- Opening Delimiter -

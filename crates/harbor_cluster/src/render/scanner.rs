use std::collections::BTreeMap;

use super::*;
use crate::api::v1alpha1::Scanner;
use crate::images;

pub const API_PORT: i32 = 6060;
pub const HEALTH_PORT: i32 = 6061;
pub const ADAPTER_PORT: i32 = 8080;

impl Component for Scanner {
    const COMPONENT: &'static str = "clair";

    fn component_status(&self) -> Option<&ComponentStatus> {
        self.status.as_ref()
    }

    fn render(&self, ctx: &RenderContext) -> Result<Vec<DesiredObject>> {
        let spec = &self.spec;
        let name = self.normalize_name(Self::COMPONENT);
        let adapter_config = self.normalize_name("clair-adapter");
        let labels = self.selector_labels();
        let clair_config = self.clair_config();

        let init = config_init_container(
            ctx.images,
            &[(&templates::CLAIR, clair_config.as_str())],
            [
                vec![
                    env("PORT", API_PORT),
                    env("HEALTH_PORT", HEALTH_PORT),
                    env("UPDATE_INTERVAL", spec.update_interval),
                ],
                database_env("DB_", &spec.database_secret),
            ]
            .concat(),
            &[],
            vec![],
        )?;

        let clair_image = ctx
            .images
            .resolve(spec.component.image.as_deref(), images::CLAIR, &spec.version)?;
        let clair = Container {
            args: Some(vec![
                "-config".to_string(),
                format!("/etc/clair/{}", templates::CLAIR.file),
                "-log-level".to_string(),
                spec.log_level.to_string(),
            ]),
            ports: Some(vec![
                container_port("api", API_PORT),
                container_port("health", HEALTH_PORT),
            ]),
            liveness_probe: Some(http_probe("/health", HEALTH_PORT, Some(30))),
            readiness_probe: Some(http_probe("/health", HEALTH_PORT, None)),
            volume_mounts: Some(vec![read_only_mount(
                CONFIG_VOLUME,
                &format!("/etc/clair/{}", templates::CLAIR.file),
                Some(templates::CLAIR.file),
            )]),
            ..base_container("clair", &clair_image, Some(&spec.component))
        };

        let adapter_image = ctx.images.resolve(
            spec.adapter.image.as_deref(),
            images::CLAIR_ADAPTER,
            &spec.version,
        )?;
        let mut adapter_env = database_env("CLAIR_DB_", &spec.database_secret);
        adapter_env.extend([
            env(
                "SCANNER_CLAIR_DATABASE_URL",
                "postgres://$(CLAIR_DB_USERNAME):$(CLAIR_DB_PASSWORD)@$(CLAIR_DB_HOST):$(CLAIR_DB_PORT)/$(CLAIR_DB_DATABASE)?sslmode=$(CLAIR_DB_SSL)",
            ),
            secret_env("SCANNER_STORE_REDIS_URL", &spec.adapter.redis_secret, "url"),
            secret_env("SCANNER_STORE_REDIS_NAMESPACE", &spec.adapter.redis_secret, "namespace"),
        ]);
        let adapter = Container {
            ports: Some(vec![container_port("adapter", ADAPTER_PORT)]),
            env: Some(adapter_env),
            env_from: Some(vec![env_from_config_map(&adapter_config)]),
            liveness_probe: Some(http_probe("/probe/healthy", ADAPTER_PORT, Some(300))),
            readiness_probe: Some(http_probe("/probe/ready", ADAPTER_PORT, None)),
            ..base_container("clair-adapter", &adapter_image, Some(&spec.component))
        };

        let pod = pod_spec(
            &spec.component,
            vec![clair, adapter],
            vec![init],
            vec![
                config_map_volume(TEMPLATE_VOLUME, &name),
                empty_dir_volume(CONFIG_VOLUME),
            ],
        );

        Ok(vec![
            DesiredObject::new(config_map(
                self.owned_meta(Self::COMPONENT),
                BTreeMap::from([(templates::CLAIR.file.to_string(), clair_config)]),
            )),
            DesiredObject::new(config_map(
                self.owned_meta("clair-adapter"),
                self.adapter_settings(),
            )),
            DesiredObject::new(service(
                self.owned_meta(Self::COMPONENT),
                labels.clone(),
                &[("api", API_PORT, API_PORT), ("adapter", ADAPTER_PORT, ADAPTER_PORT)],
            )),
            DesiredObject::new(deployment(
                self.owned_meta(Self::COMPONENT),
                labels,
                spec.component.replicas,
                pod,
            )),
        ])
    }
}

impl Scanner {
    /// Clair template with the enabled updaters inlined.
    fn clair_config(&self) -> String {
        let updaters = self
            .spec
            .vulnerability_sources
            .iter()
            .map(|source| format!("    - {source}"))
            .collect::<Vec<_>>()
            .join("\n");
        templates::CLAIR.fill(&[("UPDATERS", updaters)])
    }

    fn adapter_settings(&self) -> BTreeMap<String, String> {
        BTreeMap::from([
            ("SCANNER_LOG_LEVEL".to_string(), self.spec.log_level.to_string()),
            ("SCANNER_API_SERVER_ADDR".to_string(), format!(":{ADAPTER_PORT}")),
            ("SCANNER_CLAIR_URL".to_string(), format!("http://127.0.0.1:{API_PORT}")),
            ("SCANNER_STORE_REDIS_POOL_MAX_ACTIVE".to_string(), "5".to_string()),
            ("SCANNER_STORE_REDIS_POOL_MAX_IDLE".to_string(), "5".to_string()),
        ])
    }
}

#[cfg(test)]
mod tests {
    use super::*;
    use crate::api::v1alpha1::{ScannerAdapterSpec, ScannerSpec};
    use crate::render::test_support::*;

    fn scanner() -> Scanner {
        let mut cr = Scanner::new(
            "harbor",
            ScannerSpec {
                version: "2.3.0".to_string(),
                database_secret: "clair-db".to_string(),
                vulnerability_sources: vec!["ubuntu".to_string(), "alpine".to_string()],
                update_interval: 6,
                adapter: ScannerAdapterSpec {
                    image: None,
                    redis_secret: "harbor-redis".to_string(),
                },
                ..Default::default()
            },
        );
        cr.metadata.namespace = Some("registry".to_string());
        cr
    }

    #[test]
    fn updaters_are_inlined_into_config() {
        let config = scanner().clair_config();
        assert!(config.contains("    enabledupdaters:\n    - ubuntu\n    - alpine"));
        assert!(!config.contains("{{UPDATERS}}"));
    }

    #[test]
    fn renders_clair_and_adapter() {
        let images = ImageStore::with_defaults(None).unwrap();
        let objects = scanner().render(&RenderContext { images: &images }).unwrap();
        assert_workload_invariants("harbor", &objects);

        let names: Vec<String> = objects.iter().map(|o| o.name()).collect();
        assert!(names.contains(&"harbor-clair-adapter".to_string()));

        let pod = pod(deployments(&objects)[0]);
        assert_eq!(container(pod, "config").env.as_ref().unwrap().len(), 9);
        assert_eq!(env_value(container(pod, "config"), "UPDATE_INTERVAL"), Some("6"));

        let adapter = container(pod, "clair-adapter");
        assert_eq!(
            adapter.image.as_deref(),
            Some("goharbor/clair-adapter-photon:v2.3.0")
        );
        assert_eq!(
            adapter.liveness_probe.as_ref().unwrap().initial_delay_seconds,
            Some(300)
        );

        let deployment = objects.iter().find(|o| o.kind() == ManifestKind::Deployment).unwrap();
        assert!(deployment
            .dependencies
            .contains(&DependencyKey::config_map("harbor-clair-adapter")));
        assert!(deployment.dependencies.contains(&DependencyKey::secret("clair-db")));
    }
}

- Closing Delimiter -

== What is required ==
Output the records once more, exactly as they stand.

== Finished task ==
filename crates/harbor_cluster/src/render/scanner.rs
use std::collections::BTreeMap;

use super::*;
use crate::api::v1alpha1::Scanner;
use crate::images;

pub const API_PORT: i32 = 6060;
pub const HEALTH_PORT: i32 = 6061;
pub const ADAPTER_PORT: i32 = 8080;

impl Component for Scanner {
    const COMPONENT: &'static str = "clair";

    fn component_status(&self) -> Option<&ComponentStatus> {
        self.status.as_ref()
    }

    fn render(&self, ctx: &RenderContext) -> Result<Vec<DesiredObject>> {
        let spec = &self.spec;
        let name = self.normalize_name(Self::COMPONENT);
        let adapter_config = self.normalize_name("clair-adapter");
        let labels = self.selector_labels();
        let clair_config = self.clair_config();

        let init = config_init_container(
            ctx.images,
            &[(&templates::CLAIR, clair_config.as_str())],
            [
                vec![
                    env("PORT", API_PORT),
                    env("HEALTH_PORT", HEALTH_PORT),
                    env("UPDATE_INTERVAL", spec.update_interval),
                ],
                database_env("DB_", &spec.database_secret),
            ]
            .concat(),
            &[],
            vec![],
        )?;

        let clair_image = ctx
            .images
            .resolve(spec.component.image.as_deref(), images::CLAIR, &spec.version)?;
        let clair = Container {
            args: Some(vec![
                "-config".to_string(),
                format!("/etc/clair/{}", templates::CLAIR.file),
                "-log-level".to_string(),
                spec.log_level.to_string(),
            ]),
            ports: Some(vec![
                container_port("api", API_PORT),
                container_port("health", HEALTH_PORT),
            ]),
            liveness_probe: Some(http_probe("/health", HEALTH_PORT, Some(30))),
            readiness_probe: Some(http_probe("/health", HEALTH_PORT, None)),
            volume_mounts: Some(vec![read_only_mount(
                CONFIG_VOLUME,
                &format!("/etc/clair/{}", templates::CLAIR.file),
                Some(templates::CLAIR.file),
            )]),
            ..base_container("clair", &clair_image, Some(&spec.component))
        };

        let adapter_image = ctx.images.resolve(
            spec.adapter.image.as_deref(),
            images::CLAIR_ADAPTER,
            &spec.version,
        )?;
        let mut adapter_env = database_env("CLAIR_DB_", &spec.database_secret);
        adapter_env.extend([
            env(
                "SCANNER_CLAIR_DATABASE_URL",
                "postgres://$(CLAIR_DB_USERNAME):$(CLAIR_DB_PASSWORD)@$(CLAIR_DB_HOST):$(CLAIR_DB_PORT)/$(CLAIR_DB_DATABASE)?sslmode=$(CLAIR_DB_SSL)",
            ),
            secret_env("SCANNER_STORE_REDIS_URL", &spec.adapter.redis_secret, "url"),
            secret_env("SCANNER_STORE_REDIS_NAMESPACE", &spec.adapter.redis_secret, "namespace"),
        ]);
        let adapter = Container {
            ports: Some(vec![container_port("adapter", ADAPTER_PORT)]),
            env: Some(adapter_env),
            env_from: Some(vec![env_from_config_map(&adapter_config)]),
            liveness_probe: Some(http_probe("/probe/healthy", ADAPTER_PORT, Some(300))),
            readiness_probe: Some(http_probe("/probe/ready", ADAPTER_PORT, None)),
            ..base_container("clair-adapter", &adapter_image, Some(&spec.component))
        };

        let pod = pod_spec(
            &spec.component,
            vec![clair, adapter],
            vec![init],
            vec![
                config_map_volume(TEMPLATE_VOLUME, &name),
                empty_dir_volume(CONFIG_VOLUME),
            ],
        );

        Ok(vec![
            DesiredObject::new(config_map(
                self.owned_meta(Self::COMPONENT),
                BTreeMap::from([(templates::CLAIR.file.to_string(), clair_config)]),
            )),
            DesiredObject::new(config_map(
                self.owned_meta("clair-adapter"),
                self.adapter_settings(),
            )),
            DesiredObject::new(service(
                self.owned_meta(Self::COMPONENT),
                labels.clone(),
                &[("api", API_PORT, API_PORT), ("adapter", ADAPTER_PORT, ADAPTER_PORT)],
            )),
            DesiredObject::new(deployment(
                self.owned_meta(Self::COMPONENT),
                labels,
                spec.component.replicas,
                pod,
            )),
        ])
    }
}

impl Scanner {
    /// Clair template with the enabled updaters inlined.
    fn clair_config(&self) -> String {
        let updaters = self
            .spec
            .vulnerability_sources
            .iter()
            .map(|source| format!("    - {source}"))
            .collect::<Vec<_>>()
            .join("\n");
        templates::CLAIR.fill(&[("UPDATERS", updaters)])
    }

    fn adapter_settings(&self) -> BTreeMap<String, String> {
        BTreeMap::from([
            ("SCANNER_LOG_LEVEL".to_string(), self.spec.log_level.to_string()),
            ("SCANNER_API_SERVER_ADDR".to_string(), format!(":{ADAPTER_PORT}")),
            ("SCANNER_CLAIR_URL".to_string(), format!("http://127.0.0.1:{API_PORT}")),
            ("SCANNER_STORE_REDIS_POOL_MAX_ACTIVE".to_string(), "5".to_string()),
            ("SCANNER_STORE_REDIS_POOL_MAX_IDLE".to_string(), "5".to_string()),
        ])
    }
}

#[cfg(test)]
mod tests {
    use super::*;
    use crate::api::v1alpha1::{ScannerAdapterSpec, ScannerSpec};
    use crate::render::test_support::*;

    fn scanner() -> Scanner {
        let mut cr = Scanner::new(
            "harbor",
            ScannerSpec {
                version: "2.3.0".to_string(),
                database_secret: "clair-db".to_string(),
                vulnerability_sources: vec!["ubuntu".to_string(), "alpine".to_string()],
                update_interval: 6,
                adapter: ScannerAdapterSpec {
                    image: None,
                    redis_secret: "harbor-redis".to_string(),
                },
                ..Default::default()
            },
        );
        cr.metadata.namespace = Some("registry".to_string());
        cr
    }

    #[test]
    fn updaters_are_inlined_into_config() {
        let config = scanner().clair_config();
        assert!(config.contains("    enabledupdaters:\n    - ubuntu\n    - alpine"));
        assert!(!config.contains("{{UPDATERS}}"));
    }

    #[test]
    fn renders_clair_and_adapter() {
        let images = ImageStore::with_defaults(None).unwrap();
        let objects = scanner().render(&RenderContext { images: &images }).unwrap();
        assert_workload_invariants("harbor", &objects);

        let names: Vec<String> = objects.iter().map(|o| o.name()).collect();
        assert!(names.contains(&"harbor-clair-adapter".to_string()));

        let pod = pod(deployments(&objects)[0]);
        assert_eq!(container(pod, "config").env.as_ref().unwrap().len(), 9);
        assert_eq!(env_value(container(pod, "config"), "UPDATE_INTERVAL"), Some("6"));

        let adapter = container(pod, "clair-adapter");
        assert_eq!(
            adapter.image.as_deref(),
            Some("goharbor/clair-adapter-photon:v2.3.0")
        );
        assert_eq!(
            adapter.liveness_probe.as_ref().unwrap().initial_delay_seconds,
            Some(300)
        );

        let deployment = objects.iter().find(|o| o.kind() == ManifestKind::Deployment).unwrap();
        assert!(deployment
            .dependencies
            .contains(&DependencyKey::config_map("harbor-clair-adapter")));
        assert!(deployment.dependencies.contains(&DependencyKey::secret("clair-db")));
    }
}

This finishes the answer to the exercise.